So, teaching my first public class, for sure, was nerve-racking. I didn’t want to go. And teaching my hundredth public class, I didn’t want to go. Y’know, I’ve had some strong, strong insecurities that have wanted to hold me back. But slowly, slowly through teaching yoga and facing all of those fears, I start to understand more about the origin of them and what they are, and not take them so personally.
Moose: Not becoming attached to them.
Moose: Excellent. From your experience, do you have any advice for aspiring teachers? How to bring the best of themselves to the class.
Meghan: Take the pressure off. Take the pressure off. Take the pressure off to have to be a certain way, or to have to say anything a certain way, or have to teach anything a certain way. When you take all the pressure off, you become more expanded naturally, and you can speak truth. And truth is what resonates with people.
Moose: You play some beautiful music during class. What would be your top three tracks from your playlist?
Meghan: Dr. Toast. Love Dr. Toast because I always want to move to his music. Nicholas Jaar. Love Nicholas Jaar and what he creates. It’s just so beautiful. Art Department. They’re Canadian. They’re incredible. Their tracks have so much bass and I love that when I’m practising.
Moose: And the same question with books – three recommendations.
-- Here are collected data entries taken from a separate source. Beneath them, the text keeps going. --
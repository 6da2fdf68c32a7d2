//! Kitty Graphics Protocol implementation
//!
//! Draws item icons as real images in supporting terminals.
//!
//! Protocol documentation: https://sw.kovidgoyal.net/kitty/graphics-protocol/

use std::collections::HashMap;
use std::io::{self, Cursor, Stdout, Write};

use base64::{engine::general_purpose::STANDARD as BASE64, Engine as _};
use image::{DynamicImage, ImageEncoder};

/// Max payload bytes per escape sequence
const CHUNK_SIZE: usize = 4096;

/// Kitty Graphics Protocol writer
pub struct KittyGraphics<W: Write = Stdout> {
    out: W,
    /// Uploaded image IDs mapped to their pixel dimensions
    uploaded: HashMap<u32, (u32, u32)>,
    next_id: u32,
}

impl KittyGraphics<Stdout> {
    /// Writer targeting the process stdout
    pub fn stdout() -> Self {
        Self::new(io::stdout())
    }
}

impl<W: Write> KittyGraphics<W> {
    pub fn new(out: W) -> Self {
        Self {
            out,
            uploaded: HashMap::new(),
            next_id: 1,
        }
    }

    /// Transmit an image once and return the ID used to place it later
    pub fn upload_image(&mut self, image: &DynamicImage) -> io::Result<u32> {
        let id = self.next_id;
        self.next_id += 1;

        let rgba = image.to_rgba8();
        let dimensions = rgba.dimensions();
        let encoded = BASE64.encode(encode_png(&rgba)?);

        // a=t (transmit), f=100 (PNG), q=2 (no replies)
        let chunks = payload_chunks(&encoded);
        let last = chunks.len().saturating_sub(1);
        for (i, chunk) in chunks.iter().enumerate() {
            let more = u8::from(i != last);
            if i == 0 {
                write!(self.out, "\x1b_Ga=t,t=d,f=100,i={},q=2,m={};{}\x1b\\", id, more, chunk)?;
            } else {
                write!(self.out, "\x1b_Gm={};{}\x1b\\", more, chunk)?;
            }
        }
        self.out.flush()?;

        self.uploaded.insert(id, dimensions);
        Ok(id)
    }

    /// Place an uploaded image scaled into a cell box at (col, row).
    /// The cursor is not moved by the placement (C=1).
    pub fn display_image_at(
        &mut self,
        image_id: u32,
        col: u16,
        row: u16,
        cols: u16,
        rows: u16,
    ) -> io::Result<()> {
        write!(self.out, "\x1b[{};{}H", row + 1, col + 1)?;
        write!(
            self.out,
            "\x1b_Ga=p,i={},c={},r={},C=1,q=2\x1b\\",
            image_id, cols, rows
        )?;
        self.out.flush()
    }

    /// Remove every visible placement, keeping uploaded image data
    pub fn clear_placements(&mut self) -> io::Result<()> {
        write!(self.out, "\x1b_Ga=d,d=a,q=2\x1b\\")?;
        self.out.flush()
    }

    /// Delete all placements and free all uploaded images
    pub fn clear_all(&mut self) -> io::Result<()> {
        write!(self.out, "\x1b_Ga=d,d=A,q=2\x1b\\")?;
        self.out.flush()?;
        self.uploaded.clear();
        Ok(())
    }

    pub fn is_uploaded(&self, image_id: u32) -> bool {
        self.uploaded.contains_key(&image_id)
    }

    pub fn get_dimensions(&self, image_id: u32) -> Option<(u32, u32)> {
        self.uploaded.get(&image_id).copied()
    }

    /// Underlying writer
    pub fn get_ref(&self) -> &W {
        &self.out
    }
}

/// Split base64 text into protocol-sized chunks. Base64 is ASCII so any
/// byte offset is a char boundary.
fn payload_chunks(encoded: &str) -> Vec<&str> {
    if encoded.is_empty() {
        return vec![""];
    }
    (0..encoded.len())
        .step_by(CHUNK_SIZE)
        .map(|start| &encoded[start..(start + CHUNK_SIZE).min(encoded.len())])
        .collect()
}

/// Encode an RGBA image as PNG bytes
fn encode_png(image: &image::RgbaImage) -> io::Result<Vec<u8>> {
    let mut buffer = Vec::new();
    image::codecs::png::PngEncoder::new(Cursor::new(&mut buffer))
        .write_image(
            image.as_raw(),
            image.width(),
            image.height(),
            image::ExtendedColorType::Rgba8,
        )
        .map_err(io::Error::other)?;
    Ok(buffer)
}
Meghan: Three books? Hmm… Always “The Alchemist” (Paulo Coelho). “The Little Prince” (Antoine de Saint-Exupéry). “The Giving Tree” (Shel Silverstein). Children’s books are the best! And there’s another book that I really want to tell you about… “Cutting Through Spiritual Materialism” (Chogyam Trungpa Rinpoche).
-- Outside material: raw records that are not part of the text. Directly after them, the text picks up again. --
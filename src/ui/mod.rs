//! User Interface module
//!
//! Terminal UI using ratatui.

pub mod app;
pub mod widgets;

pub use app::{App, Focus, LoadState, Step, UiEvent};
Moose: Diet. I understand you’re a raw-foodist.
Meghan: I don’t think I’m an “ist” of anything, because it creates a big “no” for a lot of things, and I’ve been a big “no-er” before. Like, control. I’ve used the practice to be in control, and then that has just created more tension, more armor. So, right now, I like to eat what I want to eat. But primarily, that is raw vegetables. I feel the best when I eat raw vegetables. I’m the most clear, and clean, and it feels good. Y’know? I feel energised…
Moose: And light.
Meghan: Yeah, like you’re not carrying around any extra information. But if somebody cooks me a meal, I’m gonna eat it. My boyfriend eats meat so I’ll eat some. If I want to eat some fish, I do. So that’s where I am right now. But I have been a raw vegan for some time, and also a vegetarian for fifteen years. And I am kind of a vegetarian at this moment. But it does change. It does shift and change.
Moose: Sure. That was actually the Buddha’s approach, right? If somebody offered him meat, he would eat it.
Meghan: Yeah. It’s a beautiful gift. The way we consume animals today, is not the natural way that we used to consume animals, and the way that animals are produced has created the disharmony of how the animals affect us when we eat them now. I think that to hunt an animal and to eat every part of the animal is a beautiful thing.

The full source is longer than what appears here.